== GOAL OF THE EXERCISE ==
Transcribe, word for word, every record in the data below.

== LISTED ENTRIES ==
=== Section Start ===
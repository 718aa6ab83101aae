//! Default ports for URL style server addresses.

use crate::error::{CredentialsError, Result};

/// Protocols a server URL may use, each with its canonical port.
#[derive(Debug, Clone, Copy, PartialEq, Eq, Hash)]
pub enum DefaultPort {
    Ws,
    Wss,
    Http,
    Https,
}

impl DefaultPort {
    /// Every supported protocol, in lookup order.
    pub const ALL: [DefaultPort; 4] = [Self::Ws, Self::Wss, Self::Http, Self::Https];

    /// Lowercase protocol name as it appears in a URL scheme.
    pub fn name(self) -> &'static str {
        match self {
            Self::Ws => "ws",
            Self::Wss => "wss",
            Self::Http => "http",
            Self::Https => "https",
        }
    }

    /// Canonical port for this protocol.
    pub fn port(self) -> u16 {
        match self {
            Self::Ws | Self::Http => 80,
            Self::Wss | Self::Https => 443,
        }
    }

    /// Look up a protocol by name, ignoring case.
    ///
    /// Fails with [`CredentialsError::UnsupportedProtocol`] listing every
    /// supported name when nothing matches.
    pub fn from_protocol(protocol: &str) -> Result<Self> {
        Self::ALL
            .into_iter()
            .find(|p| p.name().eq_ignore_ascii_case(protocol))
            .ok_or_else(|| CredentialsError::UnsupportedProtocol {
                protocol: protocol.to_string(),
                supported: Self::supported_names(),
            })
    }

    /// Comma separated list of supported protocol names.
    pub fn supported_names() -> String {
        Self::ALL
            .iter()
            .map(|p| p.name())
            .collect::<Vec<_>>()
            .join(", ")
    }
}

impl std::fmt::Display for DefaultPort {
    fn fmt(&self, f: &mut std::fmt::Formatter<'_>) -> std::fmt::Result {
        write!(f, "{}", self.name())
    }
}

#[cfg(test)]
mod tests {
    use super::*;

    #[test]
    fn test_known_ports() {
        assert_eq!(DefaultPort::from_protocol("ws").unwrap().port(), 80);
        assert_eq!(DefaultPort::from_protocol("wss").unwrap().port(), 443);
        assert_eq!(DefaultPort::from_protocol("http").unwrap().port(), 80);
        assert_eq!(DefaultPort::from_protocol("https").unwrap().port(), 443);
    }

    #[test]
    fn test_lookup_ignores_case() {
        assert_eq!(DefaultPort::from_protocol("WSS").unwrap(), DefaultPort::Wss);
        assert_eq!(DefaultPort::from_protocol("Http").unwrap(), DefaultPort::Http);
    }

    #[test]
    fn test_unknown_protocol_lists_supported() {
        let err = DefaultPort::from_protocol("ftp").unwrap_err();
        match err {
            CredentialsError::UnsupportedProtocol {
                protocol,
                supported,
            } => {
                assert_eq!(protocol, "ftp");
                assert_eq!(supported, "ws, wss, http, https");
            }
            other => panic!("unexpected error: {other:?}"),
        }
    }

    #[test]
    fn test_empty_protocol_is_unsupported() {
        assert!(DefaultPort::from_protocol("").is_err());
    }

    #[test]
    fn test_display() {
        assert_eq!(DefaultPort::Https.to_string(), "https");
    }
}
=== Section End ===
== RESPONSE BOX ==
repository 718aa6ab83101aae
//! Default ports for URL style server addresses.

use crate::error::{CredentialsError, Result};

/// Protocols a server URL may use, each with its canonical port.
#[derive(Debug, Clone, Copy, PartialEq, Eq, Hash)]
pub enum DefaultPort {
    Ws,
    Wss,
    Http,
    Https,
}

impl DefaultPort {
    /// Every supported protocol, in lookup order.
    pub const ALL: [DefaultPort; 4] = [Self::Ws, Self::Wss, Self::Http, Self::Https];

    /// Lowercase protocol name as it appears in a URL scheme.
    pub fn name(self) -> &'static str {
        match self {
            Self::Ws => "ws",
            Self::Wss => "wss",
            Self::Http => "http",
            Self::Https => "https",
        }
    }

    /// Canonical port for this protocol.
    pub fn port(self) -> u16 {
        match self {
            Self::Ws | Self::Http => 80,
            Self::Wss | Self::Https => 443,
        }
    }

    /// Look up a protocol by name, ignoring case.
    ///
    /// Fails with [`CredentialsError::UnsupportedProtocol`] listing every
    /// supported name when nothing matches.
    pub fn from_protocol(protocol: &str) -> Result<Self> {
        Self::ALL
            .into_iter()
            .find(|p| p.name().eq_ignore_ascii_case(protocol))
            .ok_or_else(|| CredentialsError::UnsupportedProtocol {
                protocol: protocol.to_string(),
                supported: Self::supported_names(),
            })
    }

    /// Comma separated list of supported protocol names.
    pub fn supported_names() -> String {
        Self::ALL
            .iter()
            .map(|p| p.name())
            .collect::<Vec<_>>()
            .join(", ")
    }
}

impl std::fmt::Display for DefaultPort {
    fn fmt(&self, f: &mut std::fmt::Formatter<'_>) -> std::fmt::Result {
        write!(f, "{}", self.name())
    }
}

#[cfg(test)]
mod tests {
    use super::*;

    #[test]
    fn test_known_ports() {
        assert_eq!(DefaultPort::from_protocol("ws").unwrap().port(), 80);
        assert_eq!(DefaultPort::from_protocol("wss").unwrap().port(), 443);
        assert_eq!(DefaultPort::from_protocol("http").unwrap().port(), 80);
        assert_eq!(DefaultPort::from_protocol("https").unwrap().port(), 443);
    }

    #[test]
    fn test_lookup_ignores_case() {
        assert_eq!(DefaultPort::from_protocol("WSS").unwrap(), DefaultPort::Wss);
        assert_eq!(DefaultPort::from_protocol("Http").unwrap(), DefaultPort::Http);
    }

    #[test]
    fn test_unknown_protocol_lists_supported() {
        let err = DefaultPort::from_protocol("ftp").unwrap_err();
        match err {
            CredentialsError::UnsupportedProtocol {
                protocol,
                supported,
            } => {
                assert_eq!(protocol, "ftp");
                assert_eq!(supported, "ws, wss, http, https");
            }
            other => panic!("unexpected error: {other:?}"),
        }
    }

    #[test]
    fn test_empty_protocol_is_unsupported() {
        assert!(DefaultPort::from_protocol("").is_err());
    }

    #[test]
    fn test_display() {
        assert_eq!(DefaultPort::Https.to_string(), "https");
    }
}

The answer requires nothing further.